-- RECORDS SHOWN --
use std::collections::HashMap;

use serde::{Deserialize, Serialize};
use serde_json::{Map, Value};

/// Token payload returned by the accounts service for both the
/// authorization-code and the refresh-token grant. The refresh grant omits
/// `refresh_token`, and `expires_in` is occasionally absent (treated as one
/// hour by the callers).
#[derive(Debug, Clone, Deserialize)]
pub struct TokenResponse {
    pub access_token: String,
    #[serde(default)]
    pub refresh_token: Option<String>,
    #[serde(default)]
    pub expires_in: Option<i64>,
}

/// One page of the saved-tracks library endpoint.
#[derive(Debug, Clone, Deserialize)]
pub struct SavedTracksPage {
    #[serde(default)]
    pub items: Vec<SavedTrackItem>,
    #[serde(default)]
    pub next: Option<String>,
}

/// A library entry wrapping the actual track. `track` can be null for
/// removed or region-blocked content.
#[derive(Debug, Clone, Deserialize)]
pub struct SavedTrackItem {
    #[serde(default)]
    pub track: Option<SavedTrack>,
}

#[derive(Debug, Clone, Deserialize)]
pub struct SavedTrack {
    #[serde(default)]
    pub artists: Vec<TrackArtistRef>,
}

/// Artist reference embedded in a track object.
#[derive(Debug, Clone, Deserialize)]
pub struct TrackArtistRef {
    pub id: String,
    #[serde(default)]
    pub name: String,
}

/// Envelope of the batched `/artists?ids=..` endpoint.
#[derive(Debug, Clone, Deserialize)]
pub struct ArtistsEnvelope {
    #[serde(default)]
    pub artists: Vec<ArtistObject>,
}

#[derive(Debug, Clone, Deserialize)]
pub struct ArtistObject {
    pub id: String,
    #[serde(default)]
    pub genres: Vec<String>,
}

/// One page of `/me/top/tracks`.
#[derive(Debug, Clone, Deserialize)]
pub struct TopTracksPage {
    #[serde(default)]
    pub items: Vec<TopTrackItem>,
}

/// One page of `/me/top/artists`.
#[derive(Debug, Clone, Deserialize)]
pub struct TopArtistsPage {
    #[serde(default)]
    pub items: Vec<TopArtistItem>,
}

/// Field subset of a top track passed through to the front end.
#[derive(Debug, Clone, Serialize, Deserialize)]
pub struct TopTrackItem {
    pub name: String,
    #[serde(default)]
    pub artists: Vec<TopTrackArtist>,
    pub album: TopTrackAlbum,
    #[serde(default)]
    pub popularity: Option<i64>,
    #[serde(default)]
    pub duration_ms: Option<i64>,
    #[serde(default)]
    pub explicit: bool,
    pub id: String,
    #[serde(default)]
    pub external_urls: Map<String, Value>,
    #[serde(default)]
    pub preview_url: Option<String>,
}

#[derive(Debug, Clone, Serialize, Deserialize)]
pub struct TopTrackArtist {
    pub name: String,
}

#[derive(Debug, Clone, Serialize, Deserialize)]
pub struct TopTrackAlbum {
    pub name: String,
    #[serde(default)]
    pub images: Vec<Value>,
}

/// Field subset of a top artist passed through to the front end.
#[derive(Debug, Clone, Serialize, Deserialize)]
pub struct TopArtistItem {
    pub name: String,
    #[serde(default)]
    pub genres: Vec<String>,
    #[serde(default)]
    pub popularity: Option<i64>,
    pub id: String,
    #[serde(default)]
    pub external_urls: Map<String, Value>,
    #[serde(default)]
    pub images: Vec<Value>,
    #[serde(default)]
    pub followers: Map<String, Value>,
}

/// Profile subset used by the status endpoint.
#[derive(Debug, Clone, Serialize, Deserialize)]
pub struct UserProfile {
    #[serde(default)]
    pub display_name: Option<String>,
    #[serde(default)]
    pub country: Option<String>,
    #[serde(default)]
    pub followers: Map<String, Value>,
    #[serde(default)]
    pub images: Vec<Value>,
}

/// Result of one aggregation pass over the saved-track library.
#[derive(Debug, Clone, Serialize)]
pub struct AnalysisReport {
    pub total_tracks: usize,
    pub buckets: HashMap<String, u64>,
    /// Ordered (genre, count) pairs, descending by count. A list rather
    /// than a map because the order is significant.
    pub top_genres: Vec<(String, u64)>,
}

#[derive(Debug, Clone, Serialize)]
pub struct StatusResponse {
    pub logged_in: bool,
    #[serde(skip_serializing_if = "Option::is_none")]
    pub user: Option<UserProfile>,
}

#[derive(Debug, Clone, Serialize)]
pub struct TopTracksResponse {
    pub time_range: String,
    pub top_tracks: Vec<TopTrackItem>,
}

#[derive(Debug, Clone, Serialize)]
pub struct TopArtistsResponse {
    pub time_range: String,
    pub top_artists: Vec<TopArtistItem>,
}
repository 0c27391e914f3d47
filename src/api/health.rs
use axum::response::Json;
use serde_json::{Value, json};

pub async fn health() -> Json<Value> {
    Json(json!({
        "status": "ok",
        "version": env!("CARGO_PKG_VERSION")
    }))
}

-- PROBLEM --
Give each line of the records above again, unchanged.

-- RESPONSE FOR THIS EXERCISE --
use std::collections::HashMap;

use serde::{Deserialize, Serialize};
use serde_json::{Map, Value};

/// Token payload returned by the accounts service for both the
/// authorization-code and the refresh-token grant. The refresh grant omits
/// `refresh_token`, and `expires_in` is occasionally absent (treated as one
/// hour by the callers).
#[derive(Debug, Clone, Deserialize)]
pub struct TokenResponse {
    pub access_token: String,
    #[serde(default)]
    pub refresh_token: Option<String>,
    #[serde(default)]
    pub expires_in: Option<i64>,
}

/// One page of the saved-tracks library endpoint.
#[derive(Debug, Clone, Deserialize)]
pub struct SavedTracksPage {
    #[serde(default)]
    pub items: Vec<SavedTrackItem>,
    #[serde(default)]
    pub next: Option<String>,
}

/// A library entry wrapping the actual track. `track` can be null for
/// removed or region-blocked content.
#[derive(Debug, Clone, Deserialize)]
pub struct SavedTrackItem {
    #[serde(default)]
    pub track: Option<SavedTrack>,
}

#[derive(Debug, Clone, Deserialize)]
pub struct SavedTrack {
    #[serde(default)]
    pub artists: Vec<TrackArtistRef>,
}

/// Artist reference embedded in a track object.
#[derive(Debug, Clone, Deserialize)]
pub struct TrackArtistRef {
    pub id: String,
    #[serde(default)]
    pub name: String,
}

/// Envelope of the batched `/artists?ids=..` endpoint.
#[derive(Debug, Clone, Deserialize)]
pub struct ArtistsEnvelope {
    #[serde(default)]
    pub artists: Vec<ArtistObject>,
}

#[derive(Debug, Clone, Deserialize)]
pub struct ArtistObject {
    pub id: String,
    #[serde(default)]
    pub genres: Vec<String>,
}

/// One page of `/me/top/tracks`.
#[derive(Debug, Clone, Deserialize)]
pub struct TopTracksPage {
    #[serde(default)]
    pub items: Vec<TopTrackItem>,
}

/// One page of `/me/top/artists`.
#[derive(Debug, Clone, Deserialize)]
pub struct TopArtistsPage {
    #[serde(default)]
    pub items: Vec<TopArtistItem>,
}

/// Field subset of a top track passed through to the front end.
#[derive(Debug, Clone, Serialize, Deserialize)]
pub struct TopTrackItem {
    pub name: String,
    #[serde(default)]
    pub artists: Vec<TopTrackArtist>,
    pub album: TopTrackAlbum,
    #[serde(default)]
    pub popularity: Option<i64>,
    #[serde(default)]
    pub duration_ms: Option<i64>,
    #[serde(default)]
    pub explicit: bool,
    pub id: String,
    #[serde(default)]
    pub external_urls: Map<String, Value>,
    #[serde(default)]
    pub preview_url: Option<String>,
}

#[derive(Debug, Clone, Serialize, Deserialize)]
pub struct TopTrackArtist {
    pub name: String,
}

#[derive(Debug, Clone, Serialize, Deserialize)]
pub struct TopTrackAlbum {
    pub name: String,
    #[serde(default)]
    pub images: Vec<Value>,
}

/// Field subset of a top artist passed through to the front end.
#[derive(Debug, Clone, Serialize, Deserialize)]
pub struct TopArtistItem {
    pub name: String,
    #[serde(default)]
    pub genres: Vec<String>,
    #[serde(default)]
    pub popularity: Option<i64>,
    pub id: String,
    #[serde(default)]
    pub external_urls: Map<String, Value>,
    #[serde(default)]
    pub images: Vec<Value>,
    #[serde(default)]
    pub followers: Map<String, Value>,
}

/// Profile subset used by the status endpoint.
#[derive(Debug, Clone, Serialize, Deserialize)]
pub struct UserProfile {
    #[serde(default)]
    pub display_name: Option<String>,
    #[serde(default)]
    pub country: Option<String>,
    #[serde(default)]
    pub followers: Map<String, Value>,
    #[serde(default)]
    pub images: Vec<Value>,
}

/// Result of one aggregation pass over the saved-track library.
#[derive(Debug, Clone, Serialize)]
pub struct AnalysisReport {
    pub total_tracks: usize,
    pub buckets: HashMap<String, u64>,
    /// Ordered (genre, count) pairs, descending by count. A list rather
    /// than a map because the order is significant.
    pub top_genres: Vec<(String, u64)>,
}

#[derive(Debug, Clone, Serialize)]
pub struct StatusResponse {
    pub logged_in: bool,
    #[serde(skip_serializing_if = "Option::is_none")]
    pub user: Option<UserProfile>,
}

#[derive(Debug, Clone, Serialize)]
pub struct TopTracksResponse {
    pub time_range: String,
    pub top_tracks: Vec<TopTrackItem>,
}

#[derive(Debug, Clone, Serialize)]
pub struct TopArtistsResponse {
    pub time_range: String,
    pub top_artists: Vec<TopArtistItem>,
}
repository 0c27391e914f3d47
filename src/api/health.rs
use axum::response::Json;
use serde_json::{Value, json};

pub async fn health() -> Json<Value> {
    Json(json!({
        "status": "ok",
        "version": env!("CARGO_PKG_VERSION")
    }))
}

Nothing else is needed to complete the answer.